• **WORK ITEM**: Give the number of lines in this listing that hold "single". No other words belong in the reply.
Segment Open
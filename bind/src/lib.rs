// Copyright 2015, Yuheng Chen.
// Copyright 2023, Ethiraric.
// See the LICENSE file at the top-level directory of this distribution.

//! Tag-driven construction of native values from YAML.
//!
//! Text is turned into events by [`saphyr_parser`], events into a graph of nodes by the
//! [`Composer`], and nodes into [`Value`]s by the [`Constructor`]. What tags plain scalars
//! resolve to, and which function builds the value of each tag, is configured in a
//! [`Registry`].
//!
//! # Usage
//! ```
//! use saphyr_bind::{load, Value};
//!
//! let value = load("port: 8080\nhosts: [a, b]\nenabled: yes\n").unwrap();
//! assert_eq!(value.get("port"), Some(Value::Integer(8080)));
//! assert_eq!(value.get("enabled"), Some(Value::Boolean(true)));
//! assert_eq!(value.get("hosts").unwrap().len(), Some(2));
//! ```
//!
//! # Anchors and aliases
//! An alias constructs to the very value of its anchor. Containers are shared, so an alias to a
//! sequence or a mapping yields the same container, and a container may contain itself:
//! ```
//! let value = saphyr_bind::load("&x [1, *x]").unwrap();
//! assert!(value.get(1).unwrap().ptr_eq(&value));
//! # value.as_sequence().unwrap().borrow_mut().clear();
//! ```
//!
//! # Schemas
//! [`Registry::yaml11`] (the default) follows YAML 1.1: `yes`/`no` are booleans, `0b1010`,
//! `1_000` and `1:30` are integers, `2001-12-14` is a timestamp, and `<<` merges mappings.
//! [`Registry::core`] follows the YAML 1.2 core schema. [`Registry::base`] registers nothing,
//! every node is built from its shape.
//!
//! # User-defined tags
//! Constructors can be registered for exact tags or tag prefixes. Tags no constructor claims
//! fail to construct in the standard registries. [`construct_tagged`] keeps the tag alongside
//! the value instead:
//! ```
//! use saphyr_bind::{construct_tagged, load_with, Registry, Value};
//!
//! let mut registry = Registry::yaml11();
//! registry.add_fallback_multi_constructor(construct_tagged);
//! let value = load_with("!point [1, 2]", &registry, &Default::default()).unwrap();
//! let (tag, inner) = value.as_tagged().unwrap();
//! assert_eq!(tag, "!point");
//! assert_eq!(inner.get(0), Some(Value::Integer(1)));
//! ```
//!
//! # Features
//! #### `debug_prints`
//! Compiles in debug output on the error stream. It is only printed if the `SAPHYR_BIND_DEBUG`
//! environment variable is set.

#![warn(missing_docs, clippy::pedantic)]

#[macro_use]
mod debug;
#[macro_use]
mod macros;

mod composer;
pub mod constructor;
mod emitter;
mod error;
mod event;
mod index;
mod loader;
mod mark;
mod node;
mod registry;
pub mod resolver;
pub mod tag;
mod value;

pub use crate::composer::Composer;
pub use crate::constructor::{
    construct_tagged, Construct, Constructor, Continuation, ExactFn, PrefixFn, TagRule,
};
pub use crate::emitter::{dump, dump_with};
pub use crate::error::{ErrorKind, MarkedError, Result, YamlError};
pub use crate::event::{Event, EventQueue, EventSource, MarkedEvent, ParserEvents};
pub use crate::index::Accessor;
pub use crate::loader::{
    compose, compose_all, construct_document, load, load_all, load_all_with, load_with, Loader,
    LoaderOptions,
};
pub use crate::mark::{Mark, DEFAULT_STREAM_NAME};
pub use crate::node::{Document, Node, NodeId, NodeKind, NodeValue, ScalarStyle};
pub use crate::registry::{AnchorPolicy, Registry};
pub use crate::resolver::{IndexCheck, NodeCheck, PathElement, PathStep, Resolver};
pub use crate::value::{Mapping, Pairs, Sequence, Set, Shared, Time, Timestamp, Value};
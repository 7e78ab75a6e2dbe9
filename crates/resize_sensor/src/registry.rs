//! Resize listener registry
//!
//! Maps element identities to the ordered list of listeners registered for
//! them. Many elements share one registry, and an element may carry the same
//! listener more than once; each registration fires and is removed
//! independently.
//!
//! ```text
//! ElementId("rs-1") → [A, B, A]
//! ElementId("rs-2") → [B]
//! ```

use std::fmt;
use std::rc::Rc;
use std::str::FromStr;

use rustc_hash::FxHashMap;
use smallvec::SmallVec;

use crate::dom::BoxSize;

/// Opaque per-element identity used as the registry key
///
/// Rendered as `rs-<n>` when stored on the element.
#[derive(Clone, Copy, Debug, PartialEq, Eq, Hash, PartialOrd, Ord)]
pub struct ElementId(u64);

impl ElementId {
    pub const fn from_raw(raw: u64) -> Self {
        Self(raw)
    }

    pub const fn to_raw(self) -> u64 {
        self.0
    }
}

impl fmt::Display for ElementId {
    fn fmt(&self, f: &mut fmt::Formatter<'_>) -> fmt::Result {
        write!(f, "rs-{}", self.0)
    }
}

impl FromStr for ElementId {
    type Err = std::num::ParseIntError;

    fn from_str(s: &str) -> Result<Self, Self::Err> {
        s.strip_prefix("rs-").unwrap_or(s).parse().map(Self)
    }
}

/// Change payload delivered to listeners
///
/// Dimensions are the observed element's new offset box; differences are
/// `current - last` and go negative when the element shrinks.
#[derive(Clone, Copy, Debug, Default, PartialEq, Eq, Hash)]
#[cfg_attr(
    feature = "serde",
    derive(serde::Serialize, serde::Deserialize),
    serde(rename_all = "camelCase")
)]
pub struct ResizeInfo {
    pub width: i32,
    pub width_difference: i32,
    pub height: i32,
    pub height_difference: i32,
}

impl ResizeInfo {
    /// Payload for a change from `last` to `current`
    pub fn between(last: BoxSize, current: BoxSize) -> Self {
        Self {
            width: current.width,
            width_difference: current.width - last.width,
            height: current.height,
            height_difference: current.height - last.height,
        }
    }

    /// The new box size
    pub fn size(&self) -> BoxSize {
        BoxSize::new(self.width, self.height)
    }
}

/// The scroll event that led to a detected change
#[derive(Clone, Debug, PartialEq)]
pub struct ScrollEvent<N> {
    /// Node the scroll happened on (one of the sensor panes)
    pub target: N,
}

impl<N> ScrollEvent<N> {
    pub fn new(target: N) -> Self {
        Self { target }
    }
}

/// Listener signature: `(element, event, info)`
///
/// `element` is the observed element the change belongs to.
pub type ResizeCallback<N> = dyn Fn(&N, &ScrollEvent<N>, &ResizeInfo);

/// Shared handle to a resize callback
///
/// Uses Rc since dispatch is single-threaded. Two listeners are equal when
/// they share the same allocation, so clone a listener to register it again
/// or to remove it later.
pub struct ResizeListener<N>(Rc<ResizeCallback<N>>);

impl<N> ResizeListener<N> {
    pub fn new<F>(callback: F) -> Self
    where
        F: Fn(&N, &ScrollEvent<N>, &ResizeInfo) + 'static,
    {
        Self(Rc::new(callback))
    }

    /// Call the listener
    pub fn invoke(&self, element: &N, event: &ScrollEvent<N>, info: &ResizeInfo) {
        (self.0)(element, event, info);
    }
}

impl<N> Clone for ResizeListener<N> {
    fn clone(&self) -> Self {
        Self(Rc::clone(&self.0))
    }
}

impl<N> PartialEq for ResizeListener<N> {
    fn eq(&self, other: &Self) -> bool {
        Rc::ptr_eq(&self.0, &other.0)
    }
}

impl<N> Eq for ResizeListener<N> {}

impl<N> fmt::Debug for ResizeListener<N> {
    fn fmt(&self, f: &mut fmt::Formatter<'_>) -> fmt::Result {
        f.debug_tuple("ResizeListener")
            .field(&Rc::as_ptr(&self.0).cast::<()>())
            .finish()
    }
}

/// Listeners of one element, in registration order
pub type ListenerList<N> = SmallVec<[ResizeListener<N>; 2]>;

/// Identity → listeners table shared by every sensor of a context
pub struct EventRegistry<N> {
    queues: FxHashMap<ElementId, ListenerList<N>>,
}

impl<N> Default for EventRegistry<N> {
    fn default() -> Self {
        Self::new()
    }
}

impl<N> fmt::Debug for EventRegistry<N> {
    fn fmt(&self, f: &mut fmt::Formatter<'_>) -> fmt::Result {
        let mut map = f.debug_map();
        for (id, listeners) in &self.queues {
            map.entry(id, &listeners.len());
        }
        map.finish()
    }
}

impl<N> EventRegistry<N> {
    pub fn new() -> Self {
        Self {
            queues: FxHashMap::default(),
        }
    }

    /// Append a listener to the identity's list
    pub fn add(&mut self, id: ElementId, listener: ResizeListener<N>) {
        self.queues.entry(id).or_default().push(listener);
    }

    /// Invoke every listener of `id` in registration order
    ///
    /// Unknown identities are ignored: the element may be mid-detach.
    pub fn call(&self, id: ElementId, element: &N, event: &ScrollEvent<N>, info: &ResizeInfo) {
        for listener in self.snapshot(id) {
            listener.invoke(element, event, info);
        }
    }

    /// Copy of the identity's listener list
    ///
    /// Dispatch iterates a snapshot so listeners can add or remove
    /// registrations while being invoked.
    pub fn snapshot(&self, id: ElementId) -> ListenerList<N> {
        self.queues.get(&id).cloned().unwrap_or_default()
    }

    /// Remove the first registration of `listener` for `id`
    ///
    /// Returns whether a registration was removed.
    pub fn remove(&mut self, id: ElementId, listener: &ResizeListener<N>) -> bool {
        let Some(listeners) = self.queues.get_mut(&id) else {
            return false;
        };
        match listeners.iter().position(|registered| registered == listener) {
            Some(index) => {
                listeners.remove(index);
                true
            }
            None => false,
        }
    }

    /// Number of registrations for `id`, or `None` if the identity is unknown
    pub fn length(&self, id: ElementId) -> Option<usize> {
        self.queues.get(&id).map(|listeners| listeners.len())
    }

    /// Whether `listener` is registered for any identity
    pub fn contains_listener(&self, listener: &ResizeListener<N>) -> bool {
        self.queues
            .values()
            .any(|listeners| listeners.contains(listener))
    }

    /// Drop the identity and all its registrations
    pub fn purge(&mut self, id: ElementId) -> Option<ListenerList<N>> {
        self.queues.remove(&id)
    }

    /// Number of identities with an entry
    pub fn len(&self) -> usize {
        self.queues.len()
    }

    pub fn is_empty(&self) -> bool {
        self.queues.is_empty()
    }

    pub fn clear(&mut self) {
        self.queues.clear();
    }
}

#[cfg(test)]
mod tests {
    use super::*;
    use std::cell::RefCell;

    fn recorder(log: &Rc<RefCell<Vec<&'static str>>>, tag: &'static str) -> ResizeListener<u32> {
        let log = Rc::clone(log);
        ResizeListener::new(move |_, _, _| log.borrow_mut().push(tag))
    }

    fn fire(registry: &EventRegistry<u32>, id: ElementId) {
        registry.call(id, &0, &ScrollEvent::new(0), &ResizeInfo::default());
    }

    #[test]
    fn test_call_in_registration_order() {
        let log = Rc::new(RefCell::new(Vec::new()));
        let mut registry = EventRegistry::new();
        let id = ElementId::from_raw(1);

        registry.add(id, recorder(&log, "a"));
        registry.add(id, recorder(&log, "b"));
        fire(&registry, id);

        assert_eq!(*log.borrow(), vec!["a", "b"]);
    }

    #[test]
    fn test_duplicates_fire_per_registration() {
        let log = Rc::new(RefCell::new(Vec::new()));
        let mut registry = EventRegistry::new();
        let id = ElementId::from_raw(1);
        let listener = recorder(&log, "a");

        registry.add(id, listener.clone());
        registry.add(id, listener.clone());
        assert_eq!(registry.length(id), Some(2));

        fire(&registry, id);
        assert_eq!(log.borrow().len(), 2);

        // One removal per registration
        assert!(registry.remove(id, &listener));
        assert_eq!(registry.length(id), Some(1));
        fire(&registry, id);
        assert_eq!(log.borrow().len(), 3);
    }

    #[test]
    fn test_remove_keeps_other_listeners() {
        let log = Rc::new(RefCell::new(Vec::new()));
        let mut registry = EventRegistry::new();
        let id = ElementId::from_raw(4);
        let a = recorder(&log, "a");
        let b = recorder(&log, "b");

        registry.add(id, a.clone());
        registry.add(id, b.clone());
        registry.add(id, a.clone());
        registry.remove(id, &a);
        fire(&registry, id);

        assert_eq!(*log.borrow(), vec!["b", "a"]);
    }

    #[test]
    fn test_unknown_identity_is_noop() {
        let mut registry: EventRegistry<u32> = EventRegistry::new();
        let id = ElementId::from_raw(9);
        let listener = ResizeListener::new(|_, _, _| panic!("must not run"));

        fire(&registry, id);
        assert!(!registry.remove(id, &listener));
        assert_eq!(registry.length(id), None);
    }

    #[test]
    fn test_length_after_emptying_and_purge() {
        let mut registry: EventRegistry<u32> = EventRegistry::new();
        let id = ElementId::from_raw(2);
        let listener = ResizeListener::new(|_, _, _| {});

        registry.add(id, listener.clone());
        registry.remove(id, &listener);
        assert_eq!(registry.length(id), Some(0));

        registry.purge(id);
        assert_eq!(registry.length(id), None);
        assert!(registry.is_empty());
    }

    #[test]
    fn test_contains_listener_across_identities() {
        let mut registry: EventRegistry<u32> = EventRegistry::new();
        let listener = ResizeListener::new(|_, _, _| {});
        let (one, two) = (ElementId::from_raw(1), ElementId::from_raw(2));

        registry.add(one, listener.clone());
        registry.add(two, listener.clone());
        registry.remove(one, &listener);
        assert!(registry.contains_listener(&listener));

        registry.remove(two, &listener);
        assert!(!registry.contains_listener(&listener));
        assert!(!registry.contains_listener(&ResizeListener::new(|_, _, _| {})));
    }

    #[test]
    fn test_identities_are_independent() {
        let log = Rc::new(RefCell::new(Vec::new()));
        let mut registry = EventRegistry::new();
        registry.add(ElementId::from_raw(1), recorder(&log, "one"));
        registry.add(ElementId::from_raw(2), recorder(&log, "two"));

        fire(&registry, ElementId::from_raw(2));
        assert_eq!(*log.borrow(), vec!["two"]);
        assert_eq!(registry.len(), 2);
    }

    #[test]
    fn test_element_id_text_form() {
        let id = ElementId::from_raw(12);
        assert_eq!(id.to_string(), "rs-12");
        assert_eq!("rs-12".parse::<ElementId>(), Ok(id));
        assert!("rs-x".parse::<ElementId>().is_err());
    }

    #[test]
    fn test_resize_info_between() {
        let info = ResizeInfo::between(BoxSize::new(100, 50), BoxSize::new(120, 50));
        assert_eq!(
            info,
            ResizeInfo {
                width: 120,
                width_difference: 20,
                height: 50,
                height_difference: 0,
            }
        );

        let shrink = ResizeInfo::between(BoxSize::new(100, 50), BoxSize::new(80, 30));
        assert_eq!(shrink.width_difference, -20);
        assert_eq!(shrink.height_difference, -20);
        assert_eq!(shrink.size(), BoxSize::new(80, 30));
    }
}
//! Browser host for `resize_sensor`
//!
//! - [`WebDom`] implements the sensor's `Dom` trait on `web-sys`
//! - [`WebSensors`] owns a sensor context for one document and installs the
//!   single capturing `scroll` listener that feeds it
//! - [`ResizeSensors`] is the `wasm-bindgen` surface for JavaScript callers
//!
//! Everything here is only compiled for `wasm32` targets.

#![forbid(unsafe_code)]

#[cfg(target_arch = "wasm32")]
mod bindings;
#[cfg(target_arch = "wasm32")]
mod web_dom;

#[cfg(target_arch = "wasm32")]
pub use bindings::ResizeSensors;
#[cfg(target_arch = "wasm32")]
pub use web_dom::{WebDom, WebSensors};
Segment Closed
• **RESPONSE TO THE EXERCISE**: 2